▶ _Requirement_
Your answer must be a single number: how many lines in the records include the word "MetadataUnavailable".

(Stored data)

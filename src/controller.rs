//! The locomotion controller component.
//!
//! [`LocomotionController`] owns the per-agent state (contacts, ground, jump,
//! falling) and runs the fixed-tick pipeline:
//!
//! 1. classify ground from the retained contact points,
//! 2. advance the jump state,
//! 3. plan a grounded velocity change, or
//! 4. try the fudge probe, or
//! 5. fall and air-strafe.
//!
//! The pipeline is engine-agnostic: the caller supplies the agent's position,
//! velocity and facing plus a [`GroundProbe`], and gets back a velocity change.

use bevy::prelude::*;

use crate::backend::GroundProbe;
use crate::collision::ContactPoint;
use crate::config::{CapsuleGeometry, CapsuleShape, LocomotionConfig};
use crate::contacts::ContactSet;
use crate::error::LocomotionError;
use crate::fudge::{fudge_eligible, resolve_fudge, FudgeOutcome};
use crate::ground::{classify_ground, GroundState};
use crate::jump::JumpState;
use crate::planner::{normalize_axis, plan_air_strafe, plan_grounded, Facing, GroundedInput};

/// Per-tick inputs sampled from the rigid body and the intent.
#[derive(Debug, Clone, Copy)]
pub struct TickInput {
    pub position: Vec3,
    pub velocity: Vec3,
    pub facing: Facing,
    /// Raw input axes; renormalized before use.
    pub axis: Vec2,
    pub dt: f32,
}

/// Which branch of the pipeline ran.
#[derive(Debug, Clone, Copy, PartialEq, Eq)]
pub enum TickBranch {
    Grounded,
    /// A pending jump was applied by the fudge probe.
    JumpCaught,
    /// Pulled back onto nearby ground by the fudge probe.
    Snapped,
    Airborne,
}

/// Outcome of one fixed tick.
#[derive(Debug, Clone, Copy, PartialEq)]
pub struct TickReport {
    pub velocity_change: Vec3,
    pub branch: TickBranch,
}

/// Rigidbody locomotion controller.
///
/// Add this together with a [`LocomotionConfig`] and a
/// [`MovementIntent`](crate::MovementIntent) to a dynamic rigid body with a
/// capsule collider. The capsule dimensions are captured on the first fixed
/// tick.
#[derive(Component, Reflect, Debug, Clone)]
#[reflect(Component)]
pub struct LocomotionController {
    #[reflect(ignore)]
    contacts: ContactSet,
    ground: GroundState,
    jump: JumpState,
    falling: bool,
    fall_speed: f32,
    geometry: Option<CapsuleGeometry>,
    gravity: Vec3,
    /// Velocity change produced by the last tick, not yet written to the body.
    pending_change: Vec3,
    /// Fall speed of a landing that happened this tick.
    landed: Option<f32>,
}

impl Default for LocomotionController {
    fn default() -> Self {
        Self {
            contacts: ContactSet::default(),
            ground: GroundState::default(),
            jump: JumpState::default(),
            falling: false,
            fall_speed: 0.0,
            geometry: None,
            gravity: Vec3::new(0.0, -9.81, 0.0),
            pending_change: Vec3::ZERO,
            landed: None,
        }
    }
}

impl LocomotionController {
    pub fn new() -> Self {
        Self::default()
    }

    /// Capture the capsule geometry. Errors are fatal configuration problems.
    pub fn initialize(&mut self, shape: CapsuleShape, config: &LocomotionConfig) -> Result<(), LocomotionError> {
        let geometry = CapsuleGeometry::new(shape, config.fudge_extra)?;
        debug!(
            half_height = geometry.half_height,
            radius = geometry.radius,
            fudge_check = geometry.fudge_check,
            "locomotion controller initialized"
        );
        self.geometry = Some(geometry);
        Ok(())
    }

    #[inline]
    pub fn is_initialized(&self) -> bool {
        self.geometry.is_some()
    }

    pub fn geometry(&self) -> Option<&CapsuleGeometry> {
        self.geometry.as_ref()
    }

    /// World gravity used for the idle counter-force.
    pub fn gravity(&self) -> Vec3 {
        self.gravity
    }

    pub fn set_gravity(&mut self, gravity: Vec3) {
        self.gravity = gravity;
    }

    // === Observables ===

    /// Grounded by contact classification this tick.
    #[inline]
    pub fn is_grounded(&self) -> bool {
        self.ground.grounded
    }

    /// Treated as grounded at the end of the last tick, fudged ticks included.
    #[inline]
    pub fn grounded_last_frame(&self) -> bool {
        self.ground.grounded_last_frame
    }

    #[inline]
    pub fn is_falling(&self) -> bool {
        self.falling
    }

    /// Vertical velocity on the most recent airborne tick.
    #[inline]
    pub fn fall_speed(&self) -> f32 {
        self.fall_speed
    }

    /// Averaged ground normal; zero while airborne.
    #[inline]
    pub fn ground_normal(&self) -> Vec3 {
        self.ground.normal
    }

    #[inline]
    pub fn jump_state(&self) -> JumpState {
        self.jump
    }

    #[inline]
    pub fn touching_dynamic(&self) -> bool {
        self.contacts.touching_dynamic()
    }

    pub fn ground_state(&self) -> &GroundState {
        &self.ground
    }

    pub fn contacts(&self) -> &ContactSet {
        &self.contacts
    }

    // === Contacts ===

    /// A collision with `body` began.
    pub fn collision_begin(
        &mut self,
        body: Entity,
        is_static: bool,
        points: Vec<ContactPoint>,
    ) -> Result<(), LocomotionError> {
        self.contacts.begin(body, is_static, points)?;
        if self.jump == JumpState::Airborne {
            debug!("contact with {body} ends jump lockout");
        }
        self.jump.on_collision_begin();
        Ok(())
    }

    /// The collision with `body` persists with new contact points.
    pub fn collision_stay(&mut self, body: Entity, points: Vec<ContactPoint>) -> Result<(), LocomotionError> {
        if !self.contacts.stay(body, points)? {
            trace!("contact stay for untracked body {body}");
        }
        Ok(())
    }

    /// The collision with `body` ended.
    pub fn collision_end(&mut self, body: Entity) {
        self.contacts.end(body);
    }

    // === Jump ===

    /// Register a jump button edge. Returns whether a jump was requested.
    pub fn request_jump(&mut self) -> bool {
        let accepted = self.jump.request(self.ground.grounded_last_frame);
        if accepted {
            debug!("jump requested");
        }
        accepted
    }

    // === Tick ===

    /// Run the pipeline for one fixed tick.
    ///
    /// Returns `None` until the controller has been initialized. The change is
    /// also kept until [`take_velocity_change`](Self::take_velocity_change).
    pub fn tick(
        &mut self,
        config: &LocomotionConfig,
        input: &TickInput,
        probe: &(impl GroundProbe + ?Sized),
    ) -> Option<TickReport> {
        let geometry = self.geometry?;
        let axis = normalize_axis(input.axis);

        let classification = classify_ground(self.contacts.points(), input.position, &geometry, config, probe);
        self.ground.grounded = classification.grounded;
        self.ground.normal = classification.normal;
        self.jump.on_ground_classified(classification.grounded);

        if classification.grounded {
            if self.falling {
                debug!(fall_speed = self.fall_speed, "landed");
                self.landed = Some(self.fall_speed);
            }
            self.falling = false;

            let grounded_input = GroundedInput {
                normal: classification.normal,
                facing: input.facing,
                axis,
                velocity: input.velocity,
                dt: input.dt,
                touching_dynamic: self.contacts.touching_dynamic(),
                gravity: self.gravity,
            };
            let change = plan_grounded(config, &grounded_input, &mut self.jump);
            self.ground.grounded_last_frame = true;
            return Some(self.finish(change, TickBranch::Grounded));
        }

        if fudge_eligible(self.ground.grounded_last_frame, self.jump, self.falling) {
            let outcome = resolve_fudge(
                input.position,
                input.velocity,
                input.dt,
                &geometry,
                config,
                &mut self.jump,
                probe,
            );
            let caught = match outcome {
                FudgeOutcome::JumpCaught { change } => Some((change, TickBranch::JumpCaught)),
                FudgeOutcome::Snapped { change, .. } => Some((change, TickBranch::Snapped)),
                FudgeOutcome::Missed => None,
            };
            if let Some((change, branch)) = caught {
                self.ground.grounded_last_frame = true;
                return Some(self.finish(change, branch));
            }
        }

        if !self.falling {
            debug!(vertical = input.velocity.y, "started falling");
        }
        self.falling = true;
        self.fall_speed = input.velocity.y;

        let change = plan_air_strafe(config, &input.facing, axis, input.velocity, input.dt);
        self.ground.grounded_last_frame = false;
        Some(self.finish(change, TickBranch::Airborne))
    }

    fn finish(&mut self, change: Vec3, branch: TickBranch) -> TickReport {
        trace!(?branch, ?change, "locomotion tick");
        self.pending_change += change;
        TickReport {
            velocity_change: change,
            branch,
        }
    }

    /// Take the velocity change to write to the rigid body.
    pub fn take_velocity_change(&mut self) -> Vec3 {
        std::mem::take(&mut self.pending_change)
    }

    /// Take the fall speed of a landing that happened since the last call.
    pub fn take_landed(&mut self) -> Option<f32> {
        self.landed.take()
    }
}
//! State marker components and events.
//!
//! The markers mirror the controller's observables so gameplay code can filter
//! queries with `With<Grounded>` instead of reading the controller. They are
//! added and removed by the controller systems at the end of each fixed tick.

use bevy::prelude::*;

/// Marker component indicating the agent is grounded.
///
/// Mutually exclusive with [`Airborne`].
///
/// # Example
///
/// ```rust
/// use bevy::prelude::*;
/// use msg_locomotion::prelude::*;
///
/// fn count_grounded(agents: Query<(), With<Grounded>>) -> usize {
///     agents.iter().count()
/// }
/// ```
#[derive(Component, Reflect, Debug, Clone, Copy, Default)]
#[reflect(Component)]
pub struct Grounded;

/// Marker component indicating the agent is not grounded.
///
/// Ticks held on the ground by the fudge probe still count as grounded.
#[derive(Component, Reflect, Debug, Clone, Copy, Default)]
#[reflect(Component)]
pub struct Airborne;

/// Marker component indicating the agent is falling.
///
/// Present from the first genuinely airborne tick until the agent lands.
#[derive(Component, Reflect, Debug, Clone, Copy, Default)]
#[reflect(Component)]
pub struct Falling;

/// Sent on the tick a falling agent touches walkable ground again.
#[derive(Event, Debug, Clone, Copy, PartialEq)]
pub struct Landed {
    pub entity: Entity,
    /// Vertical velocity on the last airborne tick (negative when moving down).
    pub fall_speed: f32,
}
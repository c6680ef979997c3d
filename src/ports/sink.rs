use async_trait::async_trait;
use bytes::Bytes;
use std::io;

use crate::domain::framing::FramedHeaders;

/// Write side of one client response.
///
/// `commit` applies the headers and must come before the first `write`.
/// Dropping the sink ends the body cleanly; `abort` ends it with an error so
/// the client sees a truncated transfer.
#[async_trait]
pub trait OutboundSink: Send + Sync {
    fn commit(&mut self, headers: FramedHeaders) -> io::Result<()>;

    /// Resolves once the chunk has been accepted; waits while the client is slow.
    async fn write(&mut self, chunk: Bytes) -> io::Result<()>;

    /// Resolves once the client has gone away.
    async fn closed(&self);

    async fn abort(&mut self, reason: String);
}
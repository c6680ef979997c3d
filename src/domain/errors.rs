//! Error taxonomy for the relay.

use thiserror::Error;

/// Every failure a request can end in.
///
/// Anything raised before the first payload byte becomes a JSON error
/// response. `StreamInterrupted` happens after the headers are committed and
/// is only ever logged.
#[derive(Error, Debug)]
pub enum RelayError {
    /// Client-supplied identifier or quality token has the wrong shape
    #[error("Invalid request: {message}")]
    MalformedInput { message: String },

    /// The tool could not describe the video (private, deleted, blocked, upstream down)
    #[error("Video not found or inaccessible")]
    MetadataUnavailable { reason: String },

    /// The tool could not be started, or died before producing output
    #[error("Transcoding failed: {message}")]
    TranscodeFailed { message: String },

    /// The tool or the client connection failed mid-body
    #[error("Stream interrupted after {bytes_sent} bytes: {message}")]
    StreamInterrupted { message: String, bytes_sent: u64 },

    /// Every transcode slot stayed busy for the whole admission window
    #[error("Too many downloads in progress, try again shortly")]
    Overloaded,
}

impl RelayError {
    pub fn malformed(message: impl Into<String>) -> Self {
        RelayError::MalformedInput {
            message: message.into(),
        }
    }

    pub fn metadata(reason: impl Into<String>) -> Self {
        RelayError::MetadataUnavailable {
            reason: reason.into(),
        }
    }

    pub fn transcode(message: impl Into<String>) -> Self {
        RelayError::TranscodeFailed {
            message: message.into(),
        }
    }
}

/// Result alias used across the crate.
pub type RelayResult<T> = std::result::Result<T, RelayError>;

#[cfg(test)]
mod tests {
    use super::*;

    #[test]
    fn test_metadata_message_hides_reason() {
        let err = RelayError::metadata("ERROR: [youtube] abc: Private video");
        assert_eq!(err.to_string(), "Video not found or inaccessible");
    }

    #[test]
    fn test_malformed_message_is_readable() {
        let err = RelayError::malformed("bad id");
        assert_eq!(err.to_string(), "Invalid request: bad id");
    }
}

▶ _Response to the exercise_
2